**Supplied information:**
=== Begin Enclosure ===

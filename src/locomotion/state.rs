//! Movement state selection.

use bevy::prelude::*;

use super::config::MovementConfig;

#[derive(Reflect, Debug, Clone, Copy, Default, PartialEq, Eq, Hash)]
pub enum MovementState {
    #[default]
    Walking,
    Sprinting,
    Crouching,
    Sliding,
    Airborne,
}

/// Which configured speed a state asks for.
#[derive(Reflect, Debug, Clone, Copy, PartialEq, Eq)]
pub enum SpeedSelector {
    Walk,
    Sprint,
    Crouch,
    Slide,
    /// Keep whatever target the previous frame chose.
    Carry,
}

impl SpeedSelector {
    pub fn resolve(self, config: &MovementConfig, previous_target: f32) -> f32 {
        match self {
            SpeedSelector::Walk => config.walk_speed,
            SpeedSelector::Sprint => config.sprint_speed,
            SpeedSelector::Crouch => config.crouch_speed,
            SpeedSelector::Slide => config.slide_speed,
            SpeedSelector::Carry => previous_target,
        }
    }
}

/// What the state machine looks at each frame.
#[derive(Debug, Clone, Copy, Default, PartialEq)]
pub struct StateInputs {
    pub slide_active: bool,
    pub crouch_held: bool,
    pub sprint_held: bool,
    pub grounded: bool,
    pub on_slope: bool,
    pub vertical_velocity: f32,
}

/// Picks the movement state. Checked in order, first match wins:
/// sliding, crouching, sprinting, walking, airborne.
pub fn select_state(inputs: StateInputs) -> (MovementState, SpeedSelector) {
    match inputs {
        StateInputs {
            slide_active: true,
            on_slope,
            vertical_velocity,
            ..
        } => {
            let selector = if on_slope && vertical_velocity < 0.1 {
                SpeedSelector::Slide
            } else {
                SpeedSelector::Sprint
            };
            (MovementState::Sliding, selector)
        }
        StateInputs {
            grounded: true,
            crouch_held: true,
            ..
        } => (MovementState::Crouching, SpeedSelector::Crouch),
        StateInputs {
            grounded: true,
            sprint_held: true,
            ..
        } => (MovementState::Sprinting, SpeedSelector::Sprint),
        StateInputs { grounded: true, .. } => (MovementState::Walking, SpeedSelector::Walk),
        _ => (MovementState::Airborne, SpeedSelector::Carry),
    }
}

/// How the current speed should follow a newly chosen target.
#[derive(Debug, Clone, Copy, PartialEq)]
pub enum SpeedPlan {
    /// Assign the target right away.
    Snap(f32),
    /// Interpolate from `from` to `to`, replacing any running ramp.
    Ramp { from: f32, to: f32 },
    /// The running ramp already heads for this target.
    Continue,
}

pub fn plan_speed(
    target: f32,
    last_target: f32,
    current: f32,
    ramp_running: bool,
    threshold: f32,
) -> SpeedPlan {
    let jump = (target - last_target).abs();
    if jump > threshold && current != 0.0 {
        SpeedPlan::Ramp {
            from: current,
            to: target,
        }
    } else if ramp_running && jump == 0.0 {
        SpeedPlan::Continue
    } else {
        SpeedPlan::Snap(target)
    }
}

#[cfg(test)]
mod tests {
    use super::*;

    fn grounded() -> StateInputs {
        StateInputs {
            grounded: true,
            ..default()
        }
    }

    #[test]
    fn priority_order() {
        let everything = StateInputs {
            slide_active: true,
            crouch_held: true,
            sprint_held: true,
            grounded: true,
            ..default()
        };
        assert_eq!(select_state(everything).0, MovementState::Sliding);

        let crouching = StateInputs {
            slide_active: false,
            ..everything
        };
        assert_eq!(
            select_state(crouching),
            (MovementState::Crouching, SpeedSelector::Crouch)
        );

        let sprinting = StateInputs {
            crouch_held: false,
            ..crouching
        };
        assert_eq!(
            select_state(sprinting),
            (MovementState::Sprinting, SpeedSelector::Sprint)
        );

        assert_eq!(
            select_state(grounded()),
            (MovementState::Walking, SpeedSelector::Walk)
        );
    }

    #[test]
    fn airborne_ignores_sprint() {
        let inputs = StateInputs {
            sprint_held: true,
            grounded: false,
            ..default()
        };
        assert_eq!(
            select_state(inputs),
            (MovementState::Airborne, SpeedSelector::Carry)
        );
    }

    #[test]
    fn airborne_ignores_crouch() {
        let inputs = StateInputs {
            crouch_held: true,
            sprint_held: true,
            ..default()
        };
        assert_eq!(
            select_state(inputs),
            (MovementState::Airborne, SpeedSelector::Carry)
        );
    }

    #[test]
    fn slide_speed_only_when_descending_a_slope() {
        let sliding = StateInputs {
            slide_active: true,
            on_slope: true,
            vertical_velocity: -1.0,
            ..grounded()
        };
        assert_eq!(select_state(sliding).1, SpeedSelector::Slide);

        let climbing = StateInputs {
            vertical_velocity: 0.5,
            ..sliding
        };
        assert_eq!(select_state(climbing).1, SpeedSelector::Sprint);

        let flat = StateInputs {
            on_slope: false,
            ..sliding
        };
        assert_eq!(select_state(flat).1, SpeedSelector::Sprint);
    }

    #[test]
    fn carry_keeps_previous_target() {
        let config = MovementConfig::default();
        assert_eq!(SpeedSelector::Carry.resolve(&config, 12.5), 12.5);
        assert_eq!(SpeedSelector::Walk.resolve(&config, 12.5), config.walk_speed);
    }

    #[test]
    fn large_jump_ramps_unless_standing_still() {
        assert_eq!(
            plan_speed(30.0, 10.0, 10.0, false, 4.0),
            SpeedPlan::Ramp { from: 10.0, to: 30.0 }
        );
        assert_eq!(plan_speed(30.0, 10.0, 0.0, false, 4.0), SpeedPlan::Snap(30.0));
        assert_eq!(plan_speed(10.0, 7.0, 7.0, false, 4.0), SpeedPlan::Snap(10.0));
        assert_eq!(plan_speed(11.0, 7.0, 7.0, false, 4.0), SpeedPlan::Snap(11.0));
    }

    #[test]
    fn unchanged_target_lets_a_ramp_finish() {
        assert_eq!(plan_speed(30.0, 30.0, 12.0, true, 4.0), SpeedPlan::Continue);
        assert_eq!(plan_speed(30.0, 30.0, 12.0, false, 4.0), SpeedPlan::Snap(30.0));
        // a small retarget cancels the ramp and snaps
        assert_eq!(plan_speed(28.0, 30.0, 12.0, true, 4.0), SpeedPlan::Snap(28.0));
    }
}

=== End Enclosure ===

**What is being asked:**
Return the material above in full, exactly as it appears.

**Exercise solution:**
filename src/locomotion/state.rs
//! Movement state selection.

use bevy::prelude::*;

use super::config::MovementConfig;

#[derive(Reflect, Debug, Clone, Copy, Default, PartialEq, Eq, Hash)]
pub enum MovementState {
    #[default]
    Walking,
    Sprinting,
    Crouching,
    Sliding,
    Airborne,
}

/// Which configured speed a state asks for.
#[derive(Reflect, Debug, Clone, Copy, PartialEq, Eq)]
pub enum SpeedSelector {
    Walk,
    Sprint,
    Crouch,
    Slide,
    /// Keep whatever target the previous frame chose.
    Carry,
}

impl SpeedSelector {
    pub fn resolve(self, config: &MovementConfig, previous_target: f32) -> f32 {
        match self {
            SpeedSelector::Walk => config.walk_speed,
            SpeedSelector::Sprint => config.sprint_speed,
            SpeedSelector::Crouch => config.crouch_speed,
            SpeedSelector::Slide => config.slide_speed,
            SpeedSelector::Carry => previous_target,
        }
    }
}

/// What the state machine looks at each frame.
#[derive(Debug, Clone, Copy, Default, PartialEq)]
pub struct StateInputs {
    pub slide_active: bool,
    pub crouch_held: bool,
    pub sprint_held: bool,
    pub grounded: bool,
    pub on_slope: bool,
    pub vertical_velocity: f32,
}

/// Picks the movement state. Checked in order, first match wins:
/// sliding, crouching, sprinting, walking, airborne.
pub fn select_state(inputs: StateInputs) -> (MovementState, SpeedSelector) {
    match inputs {
        StateInputs {
            slide_active: true,
            on_slope,
            vertical_velocity,
            ..
        } => {
            let selector = if on_slope && vertical_velocity < 0.1 {
                SpeedSelector::Slide
            } else {
                SpeedSelector::Sprint
            };
            (MovementState::Sliding, selector)
        }
        StateInputs {
            grounded: true,
            crouch_held: true,
            ..
        } => (MovementState::Crouching, SpeedSelector::Crouch),
        StateInputs {
            grounded: true,
            sprint_held: true,
            ..
        } => (MovementState::Sprinting, SpeedSelector::Sprint),
        StateInputs { grounded: true, .. } => (MovementState::Walking, SpeedSelector::Walk),
        _ => (MovementState::Airborne, SpeedSelector::Carry),
    }
}

/// How the current speed should follow a newly chosen target.
#[derive(Debug, Clone, Copy, PartialEq)]
pub enum SpeedPlan {
    /// Assign the target right away.
    Snap(f32),
    /// Interpolate from `from` to `to`, replacing any running ramp.
    Ramp { from: f32, to: f32 },
    /// The running ramp already heads for this target.
    Continue,
}

pub fn plan_speed(
    target: f32,
    last_target: f32,
    current: f32,
    ramp_running: bool,
    threshold: f32,
) -> SpeedPlan {
    let jump = (target - last_target).abs();
    if jump > threshold && current != 0.0 {
        SpeedPlan::Ramp {
            from: current,
            to: target,
        }
    } else if ramp_running && jump == 0.0 {
        SpeedPlan::Continue
    } else {
        SpeedPlan::Snap(target)
    }
}

#[cfg(test)]
mod tests {
    use super::*;

    fn grounded() -> StateInputs {
        StateInputs {
            grounded: true,
            ..default()
        }
    }

    #[test]
    fn priority_order() {
        let everything = StateInputs {
            slide_active: true,
            crouch_held: true,
            sprint_held: true,
            grounded: true,
            ..default()
        };
        assert_eq!(select_state(everything).0, MovementState::Sliding);

        let crouching = StateInputs {
            slide_active: false,
            ..everything
        };
        assert_eq!(
            select_state(crouching),
            (MovementState::Crouching, SpeedSelector::Crouch)
        );

        let sprinting = StateInputs {
            crouch_held: false,
            ..crouching
        };
        assert_eq!(
            select_state(sprinting),
            (MovementState::Sprinting, SpeedSelector::Sprint)
        );

        assert_eq!(
            select_state(grounded()),
            (MovementState::Walking, SpeedSelector::Walk)
        );
    }

    #[test]
    fn airborne_ignores_sprint() {
        let inputs = StateInputs {
            sprint_held: true,
            grounded: false,
            ..default()
        };
        assert_eq!(
            select_state(inputs),
            (MovementState::Airborne, SpeedSelector::Carry)
        );
    }

    #[test]
    fn airborne_ignores_crouch() {
        let inputs = StateInputs {
            crouch_held: true,
            sprint_held: true,
            ..default()
        };
        assert_eq!(
            select_state(inputs),
            (MovementState::Airborne, SpeedSelector::Carry)
        );
    }

    #[test]
    fn slide_speed_only_when_descending_a_slope() {
        let sliding = StateInputs {
            slide_active: true,
            on_slope: true,
            vertical_velocity: -1.0,
            ..grounded()
        };
        assert_eq!(select_state(sliding).1, SpeedSelector::Slide);

        let climbing = StateInputs {
            vertical_velocity: 0.5,
            ..sliding
        };
        assert_eq!(select_state(climbing).1, SpeedSelector::Sprint);

        let flat = StateInputs {
            on_slope: false,
            ..sliding
        };
        assert_eq!(select_state(flat).1, SpeedSelector::Sprint);
    }

    #[test]
    fn carry_keeps_previous_target() {
        let config = MovementConfig::default();
        assert_eq!(SpeedSelector::Carry.resolve(&config, 12.5), 12.5);
        assert_eq!(SpeedSelector::Walk.resolve(&config, 12.5), config.walk_speed);
    }

    #[test]
    fn large_jump_ramps_unless_standing_still() {
        assert_eq!(
            plan_speed(30.0, 10.0, 10.0, false, 4.0),
            SpeedPlan::Ramp { from: 10.0, to: 30.0 }
        );
        assert_eq!(plan_speed(30.0, 10.0, 0.0, false, 4.0), SpeedPlan::Snap(30.0));
        assert_eq!(plan_speed(10.0, 7.0, 7.0, false, 4.0), SpeedPlan::Snap(10.0));
        assert_eq!(plan_speed(11.0, 7.0, 7.0, false, 4.0), SpeedPlan::Snap(11.0));
    }

    #[test]
    fn unchanged_target_lets_a_ramp_finish() {
        assert_eq!(plan_speed(30.0, 30.0, 12.0, true, 4.0), SpeedPlan::Continue);
        assert_eq!(plan_speed(30.0, 30.0, 12.0, false, 4.0), SpeedPlan::Snap(30.0));
        // a small retarget cancels the ramp and snaps
        assert_eq!(plan_speed(28.0, 30.0, 12.0, true, 4.0), SpeedPlan::Snap(28.0));
    }
}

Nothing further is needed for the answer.